I’m a bad mom. I’ve heard so many moms say this out loud. Which makes me wonder how many moms say it in their heads. Why are we so quick to judge ourselves? I recently had a conversation about this very thing with my best friend about this. She felt bad for wanting a night away from her kids. “If that makes you a bad mom,” I replied, “Then I’m one, too.” I don’t know what it is that makes you feel like a bad mom, but remember, unless it is something that truly harms your child, chances are you are lying to yourself. Your kids love you! They think you are amazing! If you love them and take care of basic needs instead of partying or spend that money on drugs, then you are a good mom.
I’m responsible for every thing that happens to my child. Yes, you have control over what your child watches on TV, or what they wear, who they spend the bulk of their time with, but you cannot control everything that happens to your kids. This lie usually rears its head after something bad happens. I remember after my son broke his leg when he was two, this lie filled my brain. I wasn’t in the room when he fell, I even felt at first he was just being dramatic about how much his leg hurt (it didn’t cross my mind until hours later that it might be broken). Watching him hobble around for the next month in a cast that stretched from his upper leg to his foot, brought on all sorts of mom guilt. “If I had been in the room I could have stopped him from jumping on the couches.” “What must people think of me when they hear that such a small baby has such a large injury?” Things happen, and its fortunate for kids to have experiences when they are younger. Obviously, I’m referring to broken bones and not life-altering experiences. We can help them prepare for the even worse things that will happen to them as adults.
My child’s behavior is a reflection on my parenting. This one I swallow hook, line, and sinker almost anytime I’m in public with my kids. If they do well, share with other kids, don’t scream or hurt people, then I feel good about myself. It’s when they’re throwing fits, bickering, being cranky, etc; suddenly, I’m a bad mom (two lies in one). Yes, some of our children’s behavior reflects on what they are getting away with at home, but not as much as we dump on ourselves. They are going to be children. They are going to have raging emotions and not know what to do with them. We can’t expect a 4 year old to “have it together” all of the time. I’m 30 and I don’t have it together all of the time!
You know what truly shows our parenting prowess? Our reaction to their behavior. I learned this a long time ago, when my oldest daughter was about 18 months old. She was screaming and throwing a huge fit at a public pool. So I slowly methodically started changing her and getting ready to leave. An older lady walked up and patted me on the shoulder to get my attention. “You’re such a good mom, and you are being so patient.” (Im not saying this to toot my own horn. Please, do not take it that way.) If we freak out and match their freak out, the reflection people around us is that we must be a mom who freaks out a lot. (Not a bad mom!! Once again!)

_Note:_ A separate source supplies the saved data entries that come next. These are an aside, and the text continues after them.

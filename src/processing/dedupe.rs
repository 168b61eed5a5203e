//! Offer deduplication on fingerprint and image hash.

use std::collections::HashMap;

use crate::models::NormalizedOffer;

fn effective_price(offer: &NormalizedOffer) -> i64 {
    offer.price_final.unwrap_or(i64::MAX)
}

/// Collapses duplicates, keeping the cheapest offer of every equivalence
/// class. Classes are joined on `finger` or, when an image is present, on
/// `img_hash`; first-seen output order is preserved and a cheaper duplicate
/// replaces its predecessor in place.
pub fn dedupe_offers(items: Vec<NormalizedOffer>) -> Vec<NormalizedOffer> {
    let mut result: Vec<NormalizedOffer> = Vec::with_capacity(items.len());
    let mut by_finger: HashMap<String, usize> = HashMap::new();
    let mut by_img: HashMap<String, usize> = HashMap::new();

    for offer in items {
        let existing = by_finger
            .get(&offer.finger)
            .or_else(|| offer.img_hash.as_ref().and_then(|h| by_img.get(h)))
            .copied();

        match existing {
            Some(idx) => {
                if effective_price(&offer) < effective_price(&result[idx]) {
                    by_finger.insert(offer.finger.clone(), idx);
                    if let Some(h) = &offer.img_hash {
                        by_img.insert(h.clone(), idx);
                    }
                    result[idx] = offer;
                }
            }
            None => {
                let idx = result.len();
                by_finger.insert(offer.finger.clone(), idx);
                if let Some(h) = &offer.img_hash {
                    by_img.insert(h.clone(), idx);
                }
                result.push(offer);
            }
        }
    }
    result
}

#[cfg(test)]
mod tests {
    use super::*;
    use crate::models::{PromoFlags, Site};

    fn offer(finger: &str, img: Option<&str>, price_final: Option<i64>) -> NormalizedOffer {
        NormalizedOffer {
            source: Site::Ozon,
            external_id: finger.to_string(),
            title: format!("t-{finger}"),
            url: format!("https://www.ozon.ru/product/{finger}/"),
            img: img.map(|s| format!("https://cdn/{s}.jpg")),
            img_hash: img.map(|s| s.to_string()),
            brand: None,
            category: None,
            seller: None,
            finger: finger.to_string(),
            price: price_final,
            price_old: None,
            price_final,
            discount_pct: None,
            shipping_days: None,
            promo_flags: PromoFlags::new(),
            shipping_included: false,
            price_in_cart: false,
            subscription: false,
            geoid: None,
        }
    }

    #[test]
    fn same_fingerprint_keeps_the_cheaper_offer() {
        let out = dedupe_offers(vec![
            offer("f1", None, Some(100)),
            offer("f1", None, Some(90)),
            offer("f1", None, Some(95)),
        ]);
        assert_eq!(out.len(), 1);
        assert_eq!(out[0].price_final, Some(90));
    }

    #[test]
    fn image_hash_joins_distinct_fingerprints() {
        let out = dedupe_offers(vec![
            offer("f1", Some("i1"), Some(100)),
            offer("f2", Some("i1"), Some(90)),
        ]);
        assert_eq!(out.len(), 1);
        assert_eq!(out[0].finger, "f2");
        assert_eq!(out[0].price_final, Some(90));
    }

    #[test]
    fn missing_price_loses_to_any_price() {
        let out = dedupe_offers(vec![
            offer("f1", None, None),
            offer("f1", None, Some(1_000_000)),
        ]);
        assert_eq!(out.len(), 1);
        assert_eq!(out[0].price_final, Some(1_000_000));
    }

    #[test]
    fn order_is_first_seen_and_replacement_is_in_place() {
        let out = dedupe_offers(vec![
            offer("a", None, Some(10)),
            offer("b", None, Some(20)),
            offer("b", None, Some(5)),
            offer("c", None, Some(30)),
        ]);
        let fingers: Vec<_> = out.iter().map(|o| o.finger.as_str()).collect();
        assert_eq!(fingers, vec!["a", "b", "c"]);
        assert_eq!(out[1].price_final, Some(5));
    }

    #[test]
    fn offers_without_images_dedupe_on_fingerprint_only() {
        let out = dedupe_offers(vec![
            offer("f1", None, Some(50)),
            offer("f2", None, Some(40)),
        ]);
        assert_eq!(out.len(), 2);
    }

    #[test]
    fn output_never_grows() {
        let input = vec![
            offer("x", Some("i"), Some(1)),
            offer("y", Some("i"), Some(2)),
            offer("z", Some("j"), Some(3)),
        ];
        let len = input.len();
        assert!(dedupe_offers(input).len() <= len);
    }
}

Once my child doesn’t need me anymore, I will be pointless. Your child will always need you! They might not need you for the basic every day things anymore, but, trust me, I still need my mom! Also, just as a side note, you have a purpose bigger than your kids. Its hard to remember that when you’re up to your elbows in diapers, but start dreaming now of what you can fill your time with after you’re not so busy with those little ones. Your kids, especially your daughters, need to see that it’s okay for MOM to have hobbies and goals.